Highly cytotoxic, cyclometalated iridium(iii)-5-fluoro-8-quinolinol complexes as cancer cell mitochondriotropic agents

Abstract

Four mononuclear cyclometalated iridium(III) complexes, namely, [Ir(FQ)(L1)₂] (Ir-1), [Ir(FQ)(L2)₂] (Ir-2), [Ir(FQ)(L3)₂] (Ir-3) and [Ir(FQ)(L4)₂]·2CH₃OH (Ir-4) using 5-fluoro-8-quinolinol (H-FQ)-based ligands and [(C^N)₂IrCl(μ-Cl)]₂ precursor have been first synthesised. The two most effective complexes (containing 7,8-benzoquinoline (H-L3) and 1-phenylpyrazole (H-L4)), Ir-3 and Ir-4, kill HeLa cells in the nanomole range, with the IC₅₀ values of 0.170 ± 0.05 and 0.035 ± 0.002 μM, respectively, indicating that they could potentially inhibit HeLa tumour populations at a lower concentration.
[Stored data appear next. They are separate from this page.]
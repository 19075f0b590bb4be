use std::fs;
use std::path::PathBuf;

use tracing::{debug, warn};

use crate::config::AppConfig;

const CONFIG_DIR: &str = "communityhub";
const CONFIG_FILE: &str = "config.toml";

pub fn config_dir() -> Option<PathBuf> {
    dirs::config_dir().map(|p| p.join(CONFIG_DIR))
}

pub fn config_path() -> Option<PathBuf> {
    config_dir().map(|p| p.join(CONFIG_FILE))
}

pub fn load() -> color_eyre::Result<AppConfig> {
    let Some(path) = config_path() else {
        debug!("No config directory found, using defaults");
        return Ok(AppConfig::default());
    };

    if !path.exists() {
        debug!("Config file not found at {path:?}, using defaults");
        return Ok(AppConfig::default());
    }

    let content = fs::read_to_string(&path)?;
    let config: AppConfig = toml::from_str(&content)?;
    debug!("Loaded config from {path:?}");
    Ok(config)
}

pub fn save(config: &AppConfig) -> color_eyre::Result<()> {
    let Some(dir) = config_dir() else {
        warn!("Could not determine config directory");
        return Ok(());
    };

    if !dir.exists() {
        fs::create_dir_all(&dir)?;
    }

    let path = dir.join(CONFIG_FILE);
    let content = toml::to_string_pretty(config)?;
    fs::write(&path, content)?;
    debug!("Saved config to {path:?}");
    Ok(())
}

/// Persist the chosen theme so the next launch starts with it.
pub fn save_theme(theme_name: &str) -> color_eyre::Result<()> {
    let mut config = load().unwrap_or_default();
    config.theme.name = theme_name.to_string();
    save(&config)
}
//! Chart pipeline: query rows and saved options in, Plotly-ready figure out.
//!
//! - Column roles and series building (`mapping`), per-x aggregation (`aggregate`)
//! - Per-chart-type traces (`prepare`) and the data update pass (`update`)
//! - Initial layout (`layout`), value-axis ranges (`axes`), legend placement (`legend`)
//! - Layout negotiation against a [`ChartSurface`] (`updater`, `instance`)

pub mod aggregate;
pub mod axes;
pub mod instance;
pub mod layout;
pub mod legend;
pub mod mapping;
pub mod options;
pub mod prepare;
pub mod surface;
pub mod trace;
pub mod types;
pub mod update;
pub mod updater;

pub use instance::{ChartHooks, ChartInstance, ErrorHook};
pub use options::{ChartOptions, get_options};
pub use surface::{ChartSurface, HeadlessSurface};
pub use trace::{Figure, Trace};
pub use types::{AxisType, ChartType, LegendPlacement, Size};

use crate::error::{ChartError, RenderError};
use crate::models::{QueryResult, Row, Series};
use std::cell::RefCell;
use std::rc::Rc;

/// Series for `rows`: role mapping, then aggregation for the chart types that need it.
pub fn build_series(rows: &[Row], options: &ChartOptions) -> Vec<Series> {
    let series = mapping::get_chart_data(rows, options);
    aggregate::aggregate_series(series, options)
}

/// Render `result` on a headless surface of `size` and return the settled figure.
///
/// The first render error that is not benign is returned.
pub fn render_figure(
    result: &QueryResult,
    options: &ChartOptions,
    size: Size,
) -> crate::Result<Figure> {
    let series = build_series(&result.rows, options);
    let failure: Rc<RefCell<Option<RenderError>>> = Rc::default();
    let sink = Rc::clone(&failure);
    let chart = ChartInstance::init(
        HeadlessSurface::new(size),
        options.clone(),
        series,
        ChartHooks::on_error(move |e| {
            sink.borrow_mut().get_or_insert_with(|| e.clone());
        }),
    );
    if let Some(e) = failure.borrow_mut().take() {
        return Err(ChartError::Render(e));
    }
    chart
        .surface()
        .figure()
        .cloned()
        .ok_or_else(|| ChartError::Render(RenderError::plot("nothing was plotted")))
}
Encouragingly, Ir-3 and Ir-4 induce HeLa apoptosis, as indicated by the clear changes in the apoptosis-associated proteins; both accumulate to a high extent in the mitochondrial fraction; promote mitochondrial membrane (MMP) depolarisation and loss of MMP; and trigger caspase-mediated mitochondrial dysfunction apoptosis pathways. To the best of our knowledge, this study is the first to synthesize cyclometalated iridium(III)-5-fluoro-8-quinolinol complexes that can function as mitochondrion-targeting anticancer drugs.